Объемлет в краткий миг оно.

М. Лермонтов

В этих замечательных строках, между прочим, хронотоп пред­ставлен как виртуальная реальность, в которой я поселил внимание. Наконец, спустимся с небес на землю. Вернемся к обещанным мембранам. Из изложенного должно быть ясно, что настроить мем­браны на заранее неизвестные нам точки интенсивности, где воз­можен прорыв к духовности или где возможен возврат к жизни и деятельности в содержательном времени, невозможно. Их нахожде­ние подобно законам инсайта, если инсайт подчиняется каким-либо законам. Единственный выход состоит в том, что мембраны конст­руируются здесь и теперь, поэтому они могут быть как умными, так и не очень. Они конструируются также, как конструируются образ или действие. Все они представляют собой функциональные органы индивида, то есть временное сочетание сил, способное осущест­вить определенное достижение. Именно так А.А. Ухтомский определял функциональный орган, называя его еще динамиче­ским, подвижным деятелем.

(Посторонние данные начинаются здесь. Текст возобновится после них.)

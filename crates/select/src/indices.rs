//! Time-index generators for calendar and shifted selections.

use std::ops::Range;

use crate::error::SelectError;

/// Months in a calendar year.
pub const MONTHS_PER_YEAR: usize = 12;

/// English month names, index 0 = January.
pub const MONTH_NAMES: [&str; MONTHS_PER_YEAR] = [
    "January",
    "February",
    "March",
    "April",
    "May",
    "June",
    "July",
    "August",
    "September",
    "October",
    "November",
    "December",
];

fn whole_years(n_times: usize) -> Result<usize, SelectError> {
    if n_times == 0 || n_times % MONTHS_PER_YEAR != 0 {
        return Err(SelectError::IncompleteYears { n_times });
    }
    Ok(n_times / MONTHS_PER_YEAR)
}

/// Time indices of one calendar month across all years: `{12y + month}`.
///
/// # Errors
///
/// Returns [`SelectError::InvalidMonth`] if `month > 11` and
/// [`SelectError::IncompleteYears`] if `n_times` is not a positive multiple of 12.
///
/// # Example
///
/// ```
/// use telesim_select::month_indices;
///
/// assert_eq!(month_indices(60, 0).unwrap(), vec![0, 12, 24, 36, 48]);
/// ```
pub fn month_indices(n_times: usize, month: usize) -> Result<Vec<usize>, SelectError> {
    if month >= MONTHS_PER_YEAR {
        return Err(SelectError::InvalidMonth { month });
    }
    let n_years = whole_years(n_times)?;
    Ok((0..n_years).map(|y| y * MONTHS_PER_YEAR + month).collect())
}

/// Winter time indices: January, February and December of every year.
///
/// Generated per year in the order `12y, 12y + 1, 12y + 11`, which for a
/// sorted time axis is also ascending.
///
/// # Errors
///
/// Returns [`SelectError::IncompleteYears`] if `n_times` is not a positive
/// multiple of 12.
pub fn winter_indices(n_times: usize) -> Result<Vec<usize>, SelectError> {
    let n_years = whole_years(n_times)?;
    let mut indices = Vec::with_capacity(3 * n_years);
    for y in 0..n_years {
        let year = y * MONTHS_PER_YEAR;
        indices.push(year); // January
        indices.push(year + 1); // February
        indices.push(year + 11); // December
    }
    Ok(indices)
}

/// Overlapping ranges for a truncating shift of `shift` steps.
///
/// Returns `(field_range, reference_range)`, both of length `len - |shift|`.
/// A positive shift pairs reference step `t` with field step `t + shift`
/// (the field lags the reference); a negative shift pairs reference step
/// `t + |shift|` with field step `t`.
///
/// # Errors
///
/// Returns [`SelectError::ShiftTooLarge`] if `|shift| >= len`.
pub fn shift_ranges(
    len: usize,
    shift: isize,
) -> Result<(Range<usize>, Range<usize>), SelectError> {
    let k = shift.unsigned_abs();
    if k >= len {
        return Err(SelectError::ShiftTooLarge { shift, len });
    }
    if shift >= 0 {
        Ok((k..len, 0..len - k))
    } else {
        Ok((0..len - k, k..len))
    }
}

Когда же с помощью сконструированной мембраны найдешь свою точку интенсивности, нужно собрать в кулак всю свою во­лю. Но это уже другая сказка, выходящая за пределы курсовой работы, в которой, я знаю, и так много неясного. Все же, хотя в ней не дано определение внимания, я рассчитываю на благо­склонную ее оценку моими научными руководителями — авто­рами книги — преподавателями когда-то славного Московского университета. Если бы я имел досуг, то с удовольствием написал бы кандидатскую диссертацию о внимании по мотивам (лишь затронутым в курсовой работе) замечательных ученых-мыслителей М.К. Мамардашвили, Д.Н. Узнадзе и А.А. Ух­томского. Но, поскольку мне недосуг, готов выступить оппонен­том по кандидатской или докторской диссертации на эту тему.

Профессор В.П. Зинченко 10 августа 1995 г.